== WORK REQUIRED ==
Please count the lines in the data below that hold the word "bool", and give only the number.

== DATA UNDER STUDY ==
§ §

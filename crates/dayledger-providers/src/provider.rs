//! CalendarProvider trait definition.
//!
//! A provider only has to list the occurrences in a date range; holiday
//! extraction and cancellation filtering are derived from that single fetch
//! so every backend classifies appointments the same way.

use std::future::Future;
use std::pin::Pin;

use dayledger_core::{DateRange, HolidaySet};

use crate::error::{ProviderError, ProviderResult};
use crate::normalize::{collect_holidays, in_range, is_canceled, is_holiday};
use crate::raw_event::RawAppointment;

/// A boxed future for async trait methods.
///
/// Keeps [`CalendarProvider`] object-safe so it can live behind
/// `Arc<dyn CalendarProvider>`.
pub type BoxFuture<'a, T> = Pin<Box<dyn Future<Output = T> + Send + 'a>>;

/// Everything the schedule needs from one provider fetch.
#[derive(Debug, Clone, Default, PartialEq, Eq)]
pub struct ProviderSnapshot {
    /// Dates flagged as holidays.
    pub holidays: HolidaySet,
    /// Occurrences that are neither holidays nor canceled, in fetch order.
    pub appointments: Vec<RawAppointment>,
}

impl ProviderSnapshot {
    /// Splits raw occurrences into holidays and schedulable appointments.
    pub fn from_appointments(appointments: Vec<RawAppointment>, range: DateRange) -> Self {
        let holidays = collect_holidays(&appointments, range);
        let appointments = appointments
            .into_iter()
            .filter(|a| !is_holiday(a) && !is_canceled(a))
            .collect();
        Self {
            holidays,
            appointments,
        }
    }
}

/// A source of calendar occurrences.
///
/// # Example Implementation
///
/// ```ignore
/// struct FixedProvider(Vec<RawAppointment>);
///
/// impl CalendarProvider for FixedProvider {
///     fn name(&self) -> &str { "fixed" }
///
///     fn fetch_appointments(&self, range: DateRange) -> BoxFuture<'_, ProviderResult<Vec<RawAppointment>>> {
///         let appts = self.0.iter().filter(|a| in_range(a, range)).cloned().collect();
///         Box::pin(async move { Ok(appts) })
///     }
/// }
/// ```
pub trait CalendarProvider: Send + Sync {
    /// Short name used in logs and errors (e.g. "json", "ics").
    fn name(&self) -> &str;

    /// Lists every occurrence within `range`, holidays and canceled ones
    /// included.
    ///
    /// # Errors
    ///
    /// Must fail, rather than return an empty list, when the source cannot
    /// be read.
    fn fetch_appointments(
        &self,
        range: DateRange,
    ) -> BoxFuture<'_, ProviderResult<Vec<RawAppointment>>>;

    /// Returns the holiday dates within `range`.
    fn fetch_holidays(&self, range: DateRange) -> BoxFuture<'_, ProviderResult<HolidaySet>> {
        Box::pin(async move {
            let appts = self.fetch_appointments(range).await?;
            Ok(collect_holidays(&appts, range))
        })
    }

    /// Returns occurrences within `range` that are neither holidays nor
    /// canceled.
    fn fetch_events(
        &self,
        range: DateRange,
    ) -> BoxFuture<'_, ProviderResult<Vec<RawAppointment>>> {
        Box::pin(async move {
            let appts = self.fetch_appointments(range).await?;
            Ok(appts
                .into_iter()
                .filter(|a| !is_holiday(a) && !is_canceled(a))
                .collect())
        })
    }

    /// Fetches holidays and events with a single read of the source.
    fn fetch_snapshot(&self, range: DateRange) -> BoxFuture<'_, ProviderResult<ProviderSnapshot>> {
        Box::pin(async move {
            let appts = self.fetch_appointments(range).await?;
            Ok(ProviderSnapshot::from_appointments(appts, range))
        })
    }
}

/// A provider serving a fixed list of occurrences.
#[derive(Debug, Clone, Default)]
pub struct StaticProvider {
    appointments: Vec<RawAppointment>,
}

impl StaticProvider {
    pub fn new(appointments: Vec<RawAppointment>) -> Self {
        Self { appointments }
    }
}

impl CalendarProvider for StaticProvider {
    fn name(&self) -> &str {
        "static"
    }

    fn fetch_appointments(
        &self,
        range: DateRange,
    ) -> BoxFuture<'_, ProviderResult<Vec<RawAppointment>>> {
        let appts = self
            .appointments
            .iter()
            .filter(|a| in_range(a, range))
            .cloned()
            .collect();
        Box::pin(async move { Ok(appts) })
    }
}

/// A provider that always fails.
///
/// Stands in for a provider that could not be built, and for tests.
#[derive(Debug)]
pub struct ErrorProvider {
    name: String,
    error: ProviderError,
}

impl ErrorProvider {
    pub fn new(name: impl Into<String>, error: ProviderError) -> Self {
        Self {
            name: name.into(),
            error,
        }
    }
}

impl CalendarProvider for ErrorProvider {
    fn name(&self) -> &str {
        &self.name
    }

    fn fetch_appointments(
        &self,
        _range: DateRange,
    ) -> BoxFuture<'_, ProviderResult<Vec<RawAppointment>>> {
        let error = self.error.duplicate().with_provider(&self.name);
        Box::pin(async move { Err(error) })
    }
}
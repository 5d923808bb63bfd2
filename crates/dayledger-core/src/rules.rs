//! Recurring rule-based pseudo-events.
//!
//! A [`Rule`] is a title plus a time-of-day span that recurs on a set of
//! weekdays. [`generate_rule_events`] expands a rule list into concrete
//! dated events over a request range, skipping holidays.

use chrono::NaiveTime;
use serde::{Deserialize, Serialize};
use tracing::debug;

use crate::error::{ScheduleError, ScheduleResult};
use crate::event::ScheduleEvent;
use crate::holidays::HolidaySet;
use crate::project::ProjectMapping;
use crate::time::{DateRange, WeekdaySet, combine};

/// A recurring title/time/weekday template.
#[derive(Debug, Clone, PartialEq, Eq, Serialize, Deserialize)]
pub struct Rule {
    /// Title given to every generated event.
    pub title: String,
    /// Time of day the event starts.
    pub start_time: NaiveTime,
    /// Time of day the event ends.
    pub end_time: NaiveTime,
    /// Weekdays the rule applies to (Monday = 0).
    pub weekdays: WeekdaySet,
}

impl Rule {
    /// Creates a new rule.
    pub fn new(
        title: impl Into<String>,
        start_time: NaiveTime,
        end_time: NaiveTime,
        weekdays: WeekdaySet,
    ) -> Self {
        Self {
            title: title.into(),
            start_time,
            end_time,
            weekdays,
        }
    }

    /// Checks that the rule starts before it ends.
    ///
    /// # Errors
    ///
    /// Returns [`ScheduleError::InvalidConfig`] otherwise.
    pub fn validate(&self) -> ScheduleResult<()> {
        if self.start_time >= self.end_time {
            return Err(ScheduleError::invalid_config(format!(
                "rule '{}' must start before it ends ({} >= {})",
                self.title, self.start_time, self.end_time
            )));
        }
        Ok(())
    }
}

/// Expands rules into dated events for every non-holiday date in `range`.
///
/// Dates are visited once in ascending order; all rules are evaluated per
/// date in list order. Overlapping rules are emitted as-is.
pub fn generate_rule_events(
    rules: &[Rule],
    range: DateRange,
    holidays: &HolidaySet,
    projects: &ProjectMapping,
) -> Vec<ScheduleEvent> {
    let mut events = Vec::new();

    for date in range.days() {
        if holidays.contains(date) {
            continue;
        }

        for rule in rules {
            if !rule.weekdays.contains_date(date) {
                continue;
            }

            events.push(ScheduleEvent::from_rule(
                &rule.title,
                projects.resolve(&rule.title),
                combine(date, rule.start_time),
                combine(date, rule.end_time),
            ));
        }
    }

    debug!(
        range = %range,
        rule_count = rules.len(),
        event_count = events.len(),
        "Generated rule events"
    );

    events
}
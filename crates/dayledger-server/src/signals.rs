//! Shutdown signal handling.
//!
//! SIGTERM and SIGINT (Ctrl+C elsewhere) stop the accept loop; requests
//! already being served run to completion in their own tasks.

use std::sync::Arc;

use tokio::sync::watch;
use tracing::{debug, info, warn};

/// A cloneable shutdown flag.
///
/// Every clone observes the same flag; any clone may raise it.
#[derive(Clone)]
pub struct ShutdownHandle {
    flag: Arc<watch::Sender<bool>>,
}

impl Default for ShutdownHandle {
    fn default() -> Self {
        Self::new()
    }
}

impl ShutdownHandle {
    pub fn new() -> Self {
        let (flag, _) = watch::channel(false);
        Self {
            flag: Arc::new(flag),
        }
    }

    /// Raises the flag. Idempotent.
    pub fn trigger(&self) {
        self.flag.send_replace(true);
    }

    pub fn is_shutdown(&self) -> bool {
        *self.flag.borrow()
    }

    /// Returns a future-producing signal for this flag.
    pub fn wait(&self) -> ShutdownSignal {
        ShutdownSignal {
            rx: self.flag.subscribe(),
        }
    }
}

/// Completes once the shutdown flag is raised.
pub struct ShutdownSignal {
    rx: watch::Receiver<bool>,
}

impl ShutdownSignal {
    pub async fn wait(mut self) {
        // Err only once every handle is gone.
        let _ = self.rx.wait_for(|stop| *stop).await;
    }
}

/// Raises a [`ShutdownHandle`] when the process is asked to terminate.
#[derive(Default)]
pub struct SignalHandler {
    handle: ShutdownHandle,
}

impl SignalHandler {
    pub fn new() -> Self {
        Self::default()
    }

    /// Spawns the task that waits for a termination signal. Call once at
    /// startup, from inside the runtime.
    pub fn spawn_listener(&self) {
        let handle = self.handle.clone();
        tokio::spawn(async move {
            wait_for_termination().await;
            handle.trigger();
            debug!("Signal listener stopped");
        });
    }

    /// Returns a signal that completes on shutdown.
    pub fn shutdown(&self) -> ShutdownSignal {
        self.handle.wait()
    }

    pub fn is_shutdown(&self) -> bool {
        self.handle.is_shutdown()
    }

    /// Triggers shutdown without a signal.
    pub fn trigger_shutdown(&self) {
        self.handle.trigger();
    }

    /// Returns a handle other components can use to stop the server.
    pub fn shutdown_handle(&self) -> ShutdownHandle {
        self.handle.clone()
    }
}

#[cfg(unix)]
async fn wait_for_termination() {
    use tokio::signal::unix::{SignalKind, signal};

    match (signal(SignalKind::terminate()), signal(SignalKind::interrupt())) {
        (Ok(mut term), Ok(mut int)) => {
            tokio::select! {
                _ = term.recv() => info!("Received SIGTERM, initiating shutdown"),
                _ = int.recv() => info!("Received SIGINT, initiating shutdown"),
            }
        }
        (Err(e), _) | (_, Err(e)) => {
            warn!(error = %e, "Failed to install signal handlers, falling back to Ctrl+C");
            wait_for_ctrl_c().await;
        }
    }
}

#[cfg(not(unix))]
async fn wait_for_termination() {
    wait_for_ctrl_c().await;
}

async fn wait_for_ctrl_c() {
    match tokio::signal::ctrl_c().await {
        Ok(()) => info!("Received Ctrl+C, initiating shutdown"),
        Err(e) => {
            warn!(error = %e, "Cannot listen for Ctrl+C; shutdown must be triggered programmatically");
            std::future::pending::<()>().await;
        }
    }
}
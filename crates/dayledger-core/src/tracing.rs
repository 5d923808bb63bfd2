//! Logging setup shared by the dayledger binaries.
//!
//! The CLI uses [`TracingConfig::cli`]; `dayledger serve` uses
//! [`TracingConfig::server`], which logs JSON lines with request spans.
//! `RUST_LOG` always wins over the configured level.

use thiserror::Error;
use tracing::Level;
use tracing_subscriber::{
    EnvFilter,
    fmt::{self, format::FmtSpan},
    prelude::*,
};

/// Filter target covering every dayledger crate.
pub const LOG_TARGET: &str = "dayledger";

/// Errors raised while installing the global subscriber.
#[derive(Debug, Error)]
pub enum TracingError {
    /// A global subscriber is already installed.
    #[error("failed to set global tracing subscriber: {0}")]
    SetGlobalSubscriber(#[from] tracing::subscriber::SetGlobalDefaultError),

    /// The filter directive could not be parsed.
    #[error("invalid log filter: {0}")]
    EnvFilter(#[from] tracing_subscriber::filter::ParseError),
}

/// How log lines are rendered.
#[derive(Debug, Clone, Copy, Default, PartialEq, Eq)]
pub enum LogFormat {
    /// Single-line human output.
    #[default]
    Compact,
    /// Multi-line human output.
    Pretty,
    /// One JSON object per line.
    Json,
}

/// Subscriber settings.
#[derive(Debug, Clone)]
pub struct TracingConfig {
    /// Level applied to dayledger crates when `RUST_LOG` is unset.
    pub level: Level,
    /// Output rendering.
    pub format: LogFormat,
    /// Include source file and line.
    pub include_location: bool,
    /// Include timestamps.
    pub include_timestamp: bool,
    /// Log span open/close (request lifetimes in the server).
    pub include_span_events: bool,
    /// Explicit filter directive, overriding `level`.
    pub filter: Option<String>,
}

impl Default for TracingConfig {
    fn default() -> Self {
        Self::cli(false)
    }
}

impl TracingConfig {
    /// Terse stderr logging for one-shot commands; `debug` lowers the level.
    #[must_use]
    pub fn cli(debug: bool) -> Self {
        Self {
            level: if debug { Level::DEBUG } else { Level::WARN },
            format: LogFormat::Compact,
            include_location: debug,
            include_timestamp: false,
            include_span_events: false,
            filter: None,
        }
    }

    /// Structured logging for the long-running HTTP server.
    #[must_use]
    pub fn server() -> Self {
        Self {
            level: Level::INFO,
            format: LogFormat::Json,
            include_location: false,
            include_timestamp: true,
            include_span_events: true,
            filter: None,
        }
    }

    #[must_use]
    pub fn with_level(mut self, level: Level) -> Self {
        self.level = level;
        self
    }

    #[must_use]
    pub fn with_format(mut self, format: LogFormat) -> Self {
        self.format = format;
        self
    }

    #[must_use]
    pub fn with_filter(mut self, filter: impl Into<String>) -> Self {
        self.filter = Some(filter.into());
        self
    }

    /// Returns the directive used when neither `filter` nor `RUST_LOG` is set.
    pub fn default_directive(&self) -> String {
        format!("{}={}", LOG_TARGET, self.level)
    }

    fn env_filter(&self) -> Result<EnvFilter, TracingError> {
        if let Some(filter) = &self.filter {
            return Ok(EnvFilter::try_new(filter)?);
        }
        Ok(EnvFilter::try_from_default_env()
            .unwrap_or_else(|_| EnvFilter::new(self.default_directive())))
    }
}

/// Installs the global subscriber. Call once, early in `main`.
///
/// # Errors
///
/// Fails if a subscriber is already installed or the filter is invalid.
pub fn init_tracing(config: TracingConfig) -> Result<(), TracingError> {
    let filter = config.env_filter()?;
    let span_events = if config.include_span_events {
        FmtSpan::NEW | FmtSpan::CLOSE
    } else {
        FmtSpan::NONE
    };

    let base = fmt::layer()
        .with_writer(std::io::stderr)
        .with_file(config.include_location)
        .with_line_number(config.include_location)
        .with_span_events(span_events);

    let layer = match (config.format, config.include_timestamp) {
        (LogFormat::Json, _) => base.json().boxed(),
        (LogFormat::Pretty, _) => base.pretty().boxed(),
        (LogFormat::Compact, true) => base.compact().boxed(),
        (LogFormat::Compact, false) => base.compact().without_time().boxed(),
    };

    tracing::subscriber::set_global_default(tracing_subscriber::registry().with(filter).with(layer))?;
    Ok(())
}
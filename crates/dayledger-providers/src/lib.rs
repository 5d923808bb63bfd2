//! CalendarProvider trait and implementations.
//!
//! This crate is the boundary between dayledger and calendar data:
//!
//! - [`CalendarProvider`] - the trait every backend implements
//! - [`RawAppointment`] - one occurrence as the backend reports it
//! - [`normalize`] - holiday detection, cancellation filtering and
//!   conversion to [`ScheduleEvent`](dayledger_core::ScheduleEvent)
//! - [`ProviderError`] - failures while reading a calendar
//!
//! # Architecture
//!
//! ```text
//! ┌──────────────────┐   ┌──────────────────┐
//! │  calendar.json   │   │   calendar.ics   │
//! └────────┬─────────┘   └────────┬─────────┘
//!          ▼                      ▼
//! ┌──────────────────┐   ┌──────────────────┐
//! │ JsonFileProvider │   │ IcsFileProvider  │
//! └────────┬─────────┘   └────────┬─────────┘
//!          └──── CalendarProvider ┘
//!                     │ fetch_snapshot()
//!                     ▼
//!        ┌────────────────────────────┐
//!        │ HolidaySet + appointments  │
//!        └─────────────┬──────────────┘
//!                      ▼ normalize_appointments()
//!              ┌───────────────┐
//!              │ ScheduleEvent │
//!              └───────────────┘
//! ```

pub mod config;
pub mod error;
#[cfg(feature = "ics")]
pub mod ics;
pub mod json_file;
pub mod normalize;
pub mod provider;
pub mod raw_event;

pub use config::{ProviderKind, ProviderSettings};
pub use error::{ProviderError, ProviderErrorCode, ProviderResult};
#[cfg(feature = "ics")]
pub use ics::{IcsFileProvider, parse_ics_content};
pub use json_file::JsonFileProvider;
pub use normalize::{
    collect_holidays, in_range, is_canceled, is_holiday, normalize_appointment,
    normalize_appointments, parse_attendees,
};
pub use provider::{BoxFuture, CalendarProvider, ErrorProvider, ProviderSnapshot, StaticProvider};
pub use raw_event::{BusyStatus, RawAppointment};
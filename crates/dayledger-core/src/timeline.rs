//! Timeline merging.

use crate::event::ScheduleEvent;

/// Concatenates provider and rule events and sorts them by start.
///
/// The sort is stable: events sharing a start keep their input order, with
/// provider events ahead of rule events.
pub fn merge_timeline(
    provider_events: Vec<ScheduleEvent>,
    rule_events: Vec<ScheduleEvent>,
) -> Vec<ScheduleEvent> {
    let mut merged = provider_events;
    merged.extend(rule_events);
    sort_by_start(&mut merged);
    merged
}

/// Stable sort by start timestamp.
pub fn sort_by_start(events: &mut [ScheduleEvent]) {
    events.sort_by_key(|e| e.start);
}

#[cfg(test)]
mod tests {
    use super::*;
    use chrono::{NaiveDate, NaiveDateTime, NaiveTime};

    fn at(h: u32, m: u32) -> NaiveDateTime {
        NaiveDate::from_ymd_opt(2024, 6, 3)
            .unwrap()
            .and_time(NaiveTime::from_hms_opt(h, m, 0).unwrap())
    }

    fn meeting(subject: &str, start: NaiveDateTime, end: NaiveDateTime) -> ScheduleEvent {
        ScheduleEvent::new(subject, start, end, "Ana Lopez")
    }

    #[test]
    fn sorts_by_start() {
        let provider = vec![
            meeting("Late", at(15, 0), at(16, 0)),
            meeting("Early", at(10, 0), at(11, 0)),
        ];
        let rules = vec![ScheduleEvent::from_rule("Break Time", "", at(12, 0), at(13, 0))];

        let merged = merge_timeline(provider, rules);
        let subjects: Vec<_> = merged.iter().map(|e| e.subject.as_str()).collect();
        assert_eq!(subjects, vec!["Early", "Break Time", "Late"]);
    }

    #[test]
    fn ties_keep_provider_before_rule() {
        let provider = vec![
            meeting("First", at(9, 0), at(9, 30)),
            meeting("Second", at(9, 0), at(10, 0)),
        ];
        let rules = vec![ScheduleEvent::from_rule(
            "Personal administrative work",
            "",
            at(9, 0),
            at(10, 0),
        )];

        let merged = merge_timeline(provider, rules);
        let subjects: Vec<_> = merged.iter().map(|e| e.subject.as_str()).collect();
        assert_eq!(
            subjects,
            vec!["First", "Second", "Personal administrative work"]
        );
    }

    #[test]
    fn zero_duration_events_survive() {
        let provider = vec![
            meeting("Marker", at(10, 0), at(10, 0)),
            meeting("Call", at(9, 0), at(10, 0)),
        ];
        let merged = merge_timeline(provider, Vec::new());
        assert_eq!(merged.len(), 2);
        assert_eq!(merged[1].subject, "Marker");
    }

    #[test]
    fn empty_inputs() {
        assert!(merge_timeline(Vec::new(), Vec::new()).is_empty());
    }
}
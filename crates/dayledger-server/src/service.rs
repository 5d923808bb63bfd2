//! Schedule building against a calendar provider.

use std::sync::Arc;

use chrono::NaiveDate;
use dayledger_core::{
    DateRange, ScheduleAssembler, ScheduleConfig, ScheduleError, ScheduleEvent, ScheduleResult,
};
use dayledger_providers::{CalendarProvider, normalize_appointments};
use tracing::{debug, error};

/// Builds schedules by combining provider data with the configured rules.
///
/// Holds only read-only state, so one instance serves every request.
pub struct ScheduleService {
    assembler: ScheduleAssembler,
    provider: Arc<dyn CalendarProvider>,
}

impl ScheduleService {
    /// Validates `config` and creates the service.
    ///
    /// # Errors
    ///
    /// Returns [`ScheduleError::InvalidConfig`] if the configuration is invalid.
    pub fn new(config: ScheduleConfig, provider: Arc<dyn CalendarProvider>) -> ScheduleResult<Self> {
        Ok(Self {
            assembler: ScheduleAssembler::new(config)?,
            provider,
        })
    }

    pub fn provider_name(&self) -> &str {
        self.provider.name()
    }

    pub fn config(&self) -> &ScheduleConfig {
        self.assembler.config()
    }

    /// Builds the schedule for `[from, to]`.
    ///
    /// The range is checked before the provider is touched. A provider
    /// failure aborts the whole request.
    pub async fn build_schedule(
        &self,
        from: NaiveDate,
        to: NaiveDate,
    ) -> ScheduleResult<Vec<ScheduleEvent>> {
        let range = DateRange::new(from, to)?;
        self.build_range(range).await
    }

    /// Builds the schedule for an already validated range.
    pub async fn build_range(&self, range: DateRange) -> ScheduleResult<Vec<ScheduleEvent>> {
        let snapshot = self.provider.fetch_snapshot(range).await.map_err(|e| {
            error!(provider = %self.provider.name(), range = %range, error = %e, "Provider fetch failed");
            ScheduleError::provider_unavailable(e)
        })?;

        debug!(
            provider = %self.provider.name(),
            range = %range,
            holidays = snapshot.holidays.len(),
            appointments = snapshot.appointments.len(),
            "Fetched provider snapshot"
        );

        let events = normalize_appointments(&snapshot.appointments, self.assembler.projects());
        Ok(self.assembler.assemble(range, &snapshot.holidays, events))
    }
}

§ §

== YOUR RESPONSE ==
8